# Dado rabbit cutting ?



## RonH (Jan 25, 2009)

I posted a couple of days ago under general routing and the answers seemed to suggest I cooked a bit and there were other options to my choice of bit used. I will be rabbiting and dado in 3/4 plywood. I am using a festool 1/4" router (1 1/3hp) with good dust pickup.

now my question ..What are the best choices of bits for that operation
Double fluted staright ?
straight bit with shear ?
plunging straight bit ?
slot cutter spiral bit ?

How do I know if I am putting more pressure on the cut or taking too much off at a time?

How many passes should I be making to complete a 1/4X1/4 or 1/4x3/4 dado?
same question to a rabbit?

One final question...I have a woodline catalog and the prices are alot less than the freud bits I have been using from my local supplier. Is the quality of woodline bits worth my consideration or should I stick with freud and whiteside ?

What is a good source for online sales of quality bits ?

thanks in advnce, ron


----------



## vjeko (Feb 5, 2009)

I'll throw my 2 c in even if I don't have 2c since I'm a beginner
and only parroting what I read:

There seems to be some controversy here - some say downcut, some say down/upcut
and others say straight/double fluted with bottom flute since it gives
a cleaner cut.
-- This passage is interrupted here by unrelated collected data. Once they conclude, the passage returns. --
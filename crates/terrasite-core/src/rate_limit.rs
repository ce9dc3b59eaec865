#![forbid(unsafe_code)]

//! Host-clocked debounce and throttle wrappers.
//!
//! Scroll and resize streams arrive far faster than the page needs to react.
//! This module provides two temporal contracts:
//!
//! - [`Debounce`]: collapse a burst into one invocation, either on the
//!   leading edge (`immediate`) or `wait` after the last call.
//! - [`Throttle`]: invoke at most once per `limit` window, leading edge only.
//!
//! # Design
//!
//! Nothing here reads a clock or spawns a timer. Every call takes `now` (a
//! monotonic offset supplied by the host), and a pending trailing invocation
//! is a single deadline field that [`Debounce::poll`] checks. A new call
//! replaces the deadline, so two timers for the same wrapper never coexist.
//!
//! The timing state is split from the callback ([`DebounceTimer`],
//! [`ThrottleWindow`]) so a controller can gate one of its own methods
//! without handing out a closure that borrows it.
//!
//! # Usage
//!
//! ```
//! use std::time::Duration;
//! use terrasite_core::rate_limit::Throttle;
//!
//! let mut hits = 0;
//! let mut throttled = Throttle::new(|_: ()| hits += 1, Duration::from_millis(100));
//! assert!(throttled.call(Duration::ZERO, ()));
//! assert!(!throttled.call(Duration::from_millis(50), ()));
//! assert!(throttled.call(Duration::from_millis(100), ()));
//! drop(throttled);
//! assert_eq!(hits, 2);
//! ```

use std::time::Duration;

/// Default debounce quiet period.
pub const DEFAULT_DEBOUNCE_WAIT: Duration = Duration::from_millis(20);

// ---------------------------------------------------------------------------
// Debounce
// ---------------------------------------------------------------------------

/// What a [`DebounceTimer`] decided for one call.
#[derive(Debug, Clone, Copy, PartialEq, Eq)]
pub enum DebounceDecision {
    /// Invoke now (leading edge).
    InvokeNow,
    /// Suppressed; a trailing invocation is armed for the deadline.
    Deferred,
    /// Suppressed with nothing armed (leading mode inside the quiet period).
    Suppressed,
}

/// Timing state of a debounced callback.
#[derive(Debug, Clone, Copy, PartialEq, Eq)]
pub struct DebounceTimer {
    wait: Duration,
    immediate: bool,
    deadline: Option<Duration>,
}

impl DebounceTimer {
    /// Create a timer with the given quiet period and edge mode.
    #[must_use]
    pub const fn new(wait: Duration, immediate: bool) -> Self {
        Self {
            wait,
            immediate,
            deadline: None,
        }
    }

    /// Register a call at `now`.
    ///
    /// Any call restarts the quiet period. Callers should [`expire`](Self::expire)
    /// first so a stale deadline is not mistaken for an active one.
    pub fn register(&mut self, now: Duration) -> DebounceDecision {
        let call_now = self.immediate && self.deadline.is_none();
        self.deadline = Some(now.saturating_add(self.wait));
        if call_now {
            DebounceDecision::InvokeNow
        } else if self.immediate {
            DebounceDecision::Suppressed
        } else {
            DebounceDecision::Deferred
        }
    }

    /// Clear the deadline if it has passed.
    ///
    /// Returns `true` when a deadline expired at or before `now`.
    pub fn expire(&mut self, now: Duration) -> bool {
        match self.deadline {
            Some(deadline) if now >= deadline => {
                self.deadline = None;
                true
            }
            _ => false,
        }
    }

    /// Drop any armed deadline.
    pub fn cancel(&mut self) {
        self.deadline = None;
    }

    /// The armed deadline, if any.
    #[must_use]
    pub const fn deadline(&self) -> Option<Duration> {
        self.deadline
    }

    /// Whether the quiet period is running.
    #[must_use]
    pub const fn is_pending(&self) -> bool {
        self.deadline.is_some()
    }

    /// Leading-edge mode.
    #[must_use]
    pub const fn is_immediate(&self) -> bool {
        self.immediate
    }
}

/// Debounced callback.
///
/// With `immediate`, the first call of a quiet period runs the callback
/// synchronously and later calls within `wait` are swallowed (each one
/// pushing the quiet period out). Without it, the callback runs once,
/// `wait` after the last call of a burst, with that call's arguments; the
/// host must call [`poll`](Self::poll) for the trailing edge to fire.
pub struct Debounce<F, A> {
    callback: F,
    timer: DebounceTimer,
    pending_args: Option<A>,
}

impl<F, A> Debounce<F, A>
where
    F: FnMut(A),
{
    /// Wrap `callback`.
    pub fn new(callback: F, wait: Duration, immediate: bool) -> Self {
        Self {
            callback,
            timer: DebounceTimer::new(wait, immediate),
            pending_args: None,
        }
    }

    /// Wrap `callback` with a 20ms leading-edge quiet period.
    pub fn with_defaults(callback: F) -> Self {
        Self::new(callback, DEFAULT_DEBOUNCE_WAIT, true)
    }

    /// Invoke the wrapper at `now`.
    ///
    /// Returns `true` if the callback ran synchronously.
    pub fn call(&mut self, now: Duration, args: A) -> bool {
        self.poll(now);
        match self.timer.register(now) {
            DebounceDecision::InvokeNow => {
                (self.callback)(args);
                true
            }
            DebounceDecision::Deferred => {
                self.pending_args = Some(args);
                false
            }
            DebounceDecision::Suppressed => false,
        }
    }

    /// Fire the trailing edge if its deadline has passed.
    ///
    /// Returns `true` if the callback ran.
    pub fn poll(&mut self, now: Duration) -> bool {
        if !self.timer.expire(now) {
            return false;
        }
        match self.pending_args.take() {
            Some(args) => {
                (self.callback)(args);
                true
            }
            None => false,
        }
    }

    /// Drop the pending trailing call without running it.
    pub fn cancel(&mut self) {
        self.timer.cancel();
        self.pending_args = None;
    }

    /// Deadline of the current quiet period.
    #[must_use]
    pub fn deadline(&self) -> Option<Duration> {
        self.timer.deadline()
    }

    /// Whether a quiet period is running.
    #[must_use]
    pub fn is_pending(&self) -> bool {
        self.timer.is_pending()
    }
}

impl<F, A> std::fmt::Debug for Debounce<F, A> {
    fn fmt(&self, f: &mut std::fmt::Formatter<'_>) -> std::fmt::Result {
        f.debug_struct("Debounce")
            .field("timer", &self.timer)
            .field("has_pending_args", &self.pending_args.is_some())
            .finish()
    }
}

// ---------------------------------------------------------------------------
// Throttle
// ---------------------------------------------------------------------------

/// Timing state of a throttled callback.
#[derive(Debug, Clone, Copy, PartialEq, Eq)]
pub struct ThrottleWindow {
    limit: Duration,
    window_end: Option<Duration>,
}

impl ThrottleWindow {
    /// Create a window gate with the given length.
    #[must_use]
    pub const fn new(limit: Duration) -> Self {
        Self {
            limit,
            window_end: None,
        }
    }

    /// Try to open a window at `now`.
    ///
    /// Returns `true` (and starts a new window) when no window is open. A call
    /// landing exactly on the previous window's end opens the next one.
    pub fn try_acquire(&mut self, now: Duration) -> bool {
        if let Some(end) = self.window_end
            && now < end
        {
            return false;
        }
        self.window_end = Some(now.saturating_add(self.limit));
        true
    }

    /// Close the current window early.
    pub fn reset(&mut self) {
        self.window_end = None;
    }

    /// End of the open window, if one was ever opened.
    #[must_use]
    pub const fn window_end(&self) -> Option<Duration> {
        self.window_end
    }

    /// Window length.
    #[must_use]
    pub const fn limit(&self) -> Duration {
        self.limit
    }
}

/// Throttled callback: leading edge only, later calls in the window dropped.
pub struct Throttle<F> {
    callback: F,
    window: ThrottleWindow,
}

impl<F> Throttle<F> {
    /// Wrap `callback` with a window of `limit`.
    pub fn new(callback: F, limit: Duration) -> Self {
        Self {
            callback,
            window: ThrottleWindow::new(limit),
        }
    }

    /// Invoke the wrapper at `now`.
    ///
    /// Returns `true` if the callback ran.
    pub fn call<A>(&mut self, now: Duration, args: A) -> bool
    where
        F: FnMut(A),
    {
        if !self.window.try_acquire(now) {
            return false;
        }
        (self.callback)(args);
        true
    }

    /// Timing state.
    #[must_use]
    pub fn window(&self) -> &ThrottleWindow {
        &self.window
    }
}

impl<F> std::fmt::Debug for Throttle<F> {
    fn fmt(&self, f: &mut std::fmt::Formatter<'_>) -> std::fmt::Result {
        f.debug_struct("Throttle")
            .field("window", &self.window)
            .finish()
    }
}

#[cfg(test)]
mod tests {
    use super::*;
    use std::cell::RefCell;

    fn ms(v: u64) -> Duration {
        Duration::from_millis(v)
    }

    #[test]
    fn debounce_immediate_fires_once_on_leading_call() {
        let calls = RefCell::new(Vec::new());
        let mut debounced = Debounce::new(|n: u32| calls.borrow_mut().push(n), ms(20), true);

        // Five calls inside 10ms.
        let fired: Vec<bool> = (0..5u32)
            .map(|i| debounced.call(ms(u64::from(i) * 2), i))
            .collect();

        assert_eq!(fired, vec![true, false, false, false, false]);
        drop(debounced);
        assert_eq!(*calls.borrow(), vec![0]);
    }

    #[test]
    fn debounce_immediate_never_fires_trailing_edge() {
        let mut count = 0;
        let mut debounced = Debounce::new(|_: ()| count += 1, ms(20), true);
        debounced.call(ms(0), ());
        debounced.call(ms(5), ());
        assert!(!debounced.poll(ms(100)));
        drop(debounced);
        assert_eq!(count, 1);
    }

    #[test]
    fn debounce_immediate_rearms_after_quiet_period() {
        let mut count = 0;
        let mut debounced = Debounce::new(|_: ()| count += 1, ms(20), true);
        assert!(debounced.call(ms(0), ()));
        assert!(!debounced.call(ms(15), ()));
        // Quiet period was pushed to 35ms by the second call.
        assert!(!debounced.call(ms(30), ()));
        assert!(debounced.call(ms(60), ()));
        drop(debounced);
        assert_eq!(count, 2);
    }

    #[test]
    fn debounce_trailing_fires_after_last_call_with_last_args() {
        let calls = RefCell::new(Vec::new());
        let mut debounced = Debounce::new(|n: u32| calls.borrow_mut().push(n), ms(20), false);

        assert!(!debounced.call(ms(0), 1));
        assert!(!debounced.call(ms(10), 2));
        assert!(!debounced.call(ms(25), 3));

        assert!(!debounced.poll(ms(44)));
        assert!(debounced.poll(ms(45)));
        assert!(!debounced.poll(ms(100)));

        drop(debounced);
        assert_eq!(*calls.borrow(), vec![3]);
    }

    #[test]
    fn debounce_trailing_flushes_stale_deadline_on_next_call() {
        let calls = RefCell::new(Vec::new());
        let mut debounced = Debounce::new(|n: u32| calls.borrow_mut().push(n), ms(20), false);
        debounced.call(ms(0), 1);
        // Host never polled; the next burst starts long after the deadline.
        debounced.call(ms(500), 2);
        assert!(debounced.poll(ms(520)));
        drop(debounced);
        assert_eq!(*calls.borrow(), vec![1, 2]);
    }

    #[test]
    fn debounce_cancel_drops_pending_call() {
        let mut count = 0;
        let mut debounced = Debounce::new(|_: ()| count += 1, ms(20), false);
        debounced.call(ms(0), ());
        assert!(debounced.is_pending());
        debounced.cancel();
        assert!(!debounced.is_pending());
        assert!(!debounced.poll(ms(50)));
        drop(debounced);
        assert_eq!(count, 0);
    }

    #[test]
    fn debounce_defaults_are_leading_edge_20ms() {
        let mut debounced = Debounce::with_defaults(|_: ()| {});
        debounced.call(ms(0), ());
        assert_eq!(debounced.deadline(), Some(ms(20)));
    }

    #[test]
    fn throttle_every_10ms_for_250ms_fires_three_times() {
        let calls = RefCell::new(Vec::new());
        let mut throttled = Throttle::new(|t: u64| calls.borrow_mut().push(t), ms(100));

        for t in (0..250).step_by(10) {
            throttled.call(ms(t), t);
        }

        drop(throttled);
        assert_eq!(*calls.borrow(), vec![0, 100, 200]);
    }

    #[test]
    fn throttle_drops_calls_inside_window() {
        let mut window = ThrottleWindow::new(ms(100));
        assert!(window.try_acquire(ms(5)));
        assert!(!window.try_acquire(ms(104)));
        assert!(window.try_acquire(ms(105)));
        assert_eq!(window.window_end(), Some(ms(205)));
    }

    #[test]
    fn throttle_reset_reopens_immediately() {
        let mut window = ThrottleWindow::new(ms(100));
        assert!(window.try_acquire(ms(0)));
        window.reset();
        assert!(window.try_acquire(ms(1)));
    }

    #[test]
    fn timer_reports_suppressed_in_leading_mode() {
        let mut timer = DebounceTimer::new(ms(20), true);
        assert_eq!(timer.register(ms(0)), DebounceDecision::InvokeNow);
        assert_eq!(timer.register(ms(1)), DebounceDecision::Suppressed);
        assert!(timer.expire(ms(21)));
        assert!(!timer.is_pending());
    }
}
I kind of go for the last solution as it's probably cheaper
and maybe you're less likely to break the bit.

Regarding the pressure, you will both hear the router begging for
mercy / fighting and maybe see burn marks if you're too heavy handed.
Just take it easy - there's probably some rough figure on how much
you can take (others will tell you) but I think it depends
also on how powerful your router is and the bit type - do it safely.


----------